* Task goal *
The records follow. Print, word for word, the first line through the "its reverse index." line.

* Input records *

// src/graph/mod.rs

//! Task graph representation and read-only queries.
//!
//! - [`job`] defines a single CI job and its optimization reference.
//! - [`task_graph`] holds the immutable DAG plus its reverse index.
//! - [`query`] provides filtering, dependents listings and coverage checks.
//! - [`io`] loads and writes graphs as JSON.

pub mod io;
pub mod job;
pub mod query;
pub mod task_graph;

pub use io::{graph_to_json, load_graph, parse_graph, write_graph};
pub use job::{Job, OptimizationRef};
pub use query::{coverage_report, filter_jobs, missing_optimizations, print_dependents, render_dependents};
pub use task_graph::TaskGraph;
#![allow(dead_code)]

use serde_json::json;
use taskprune::graph::TaskGraph;
use taskprune_test_utils::builders::{GraphBuilder, JobBuilder};

/// A small graph shaped like a real decision-task output.
///
/// ```text
/// toolchain-clang ──> build-linux64/opt ──> build-signing-linux64/opt
///                           │
///                           ├──> test-linux64/opt-mochitest-media
///                           └──> test-linux64/opt-xpcshell
/// build-linux64-fuzzing/opt        (never on autoland)
/// build-linux64-ccov/opt           (mozilla-central only)
/// source-test-mozlint-eslint       (no optimization, not a must-declare kind)
/// ```
pub fn sample_graph() -> TaskGraph {
    GraphBuilder::new()
        .with_job(JobBuilder::new("toolchain-clang", "toolchain").optimization("skip-unless-depended-on"))
        .with_job(
            JobBuilder::new("build-linux64/opt", "build")
                .after("toolchain-clang")
                .optimization("skip-unless-depended-on"),
        )
        .with_job(
            JobBuilder::new("build-signing-linux64/opt", "build-signing")
                .after("build-linux64/opt")
                .optimization("skip-unless-depended-on"),
        )
        .with_job(
            JobBuilder::new("test-linux64/opt-mochitest-media", "test")
                .after("build-linux64/opt")
                .optimization_with_args("skip-unless-changed", &["dom/media"]),
        )
        .with_job(
            JobBuilder::new("test-linux64/opt-xpcshell", "test")
                .after("build-linux64/opt")
                .optimization_with_args("skip-unless-changed", &["netwerk", "**/xpcshell.toml"]),
        )
        .with_job(
            JobBuilder::new("build-linux64-fuzzing/opt", "build")
                .after("toolchain-clang")
                .optimization("always")
                .excluded_projects(&["autoland", "try"]),
        )
        .with_job(
            JobBuilder::new("build-linux64-ccov/opt", "build")
                .after("toolchain-clang")
                .run_on_projects(&["mozilla-central"])
                .attribute("ccov", json!(true)),
        )
        .with_job(JobBuilder::new("source-test-mozlint-eslint", "source-test"))
        .build()
}

pub fn labels(graph: &TaskGraph) -> Vec<&str> {
    graph.labels().collect()
}

pub fn files(paths: &[&str]) -> Vec<String> {
    paths.iter().map(|p| p.to_string()).collect()
}
// src/config/duration.rs

use std::time::Duration;

/// Parse a simple duration string like `"90s"`, `"30m"`, `"4h"` or `"1d"`.
pub fn parse_duration(s: &str) -> Result<Duration, String> {
    let s = s.trim();
    if s.is_empty() {
        return Err("empty duration string".to_string());
    }

    // Find the boundary between digits and suffix.
    let idx = s
        .chars()
        .position(|c| !c.is_ascii_digit())
        .ok_or_else(|| "duration missing unit suffix".to_string())?;

    let (num_part, unit_part) = s.split_at(idx);
    let value: u64 = num_part
        .parse()
        .map_err(|e| format!("invalid duration number '{}': {}", num_part, e))?;
    let unit = unit_part.trim().to_lowercase();

    let secs_per_unit: u64 = match unit.as_str() {
        "ms" => return Ok(Duration::from_millis(value)),
        "s" => 1,
        "m" => 60,
        "h" => 60 * 60,
        "d" => 60 * 60 * 24,
        _ => {
            return Err(format!(
                "unsupported duration unit '{}'; expected ms, s, m, h or d",
                unit
            ))
        }
    };

    value
        .checked_mul(secs_per_unit)
        .map(Duration::from_secs)
        .ok_or_else(|| format!("duration out of range: '{s}'"))
}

* Written response *
// src/graph/mod.rs

//! Task graph representation and read-only queries.
//!
//! - [`job`] defines a single CI job and its optimization reference.
//! - [`task_graph`] holds the immutable DAG plus its reverse index.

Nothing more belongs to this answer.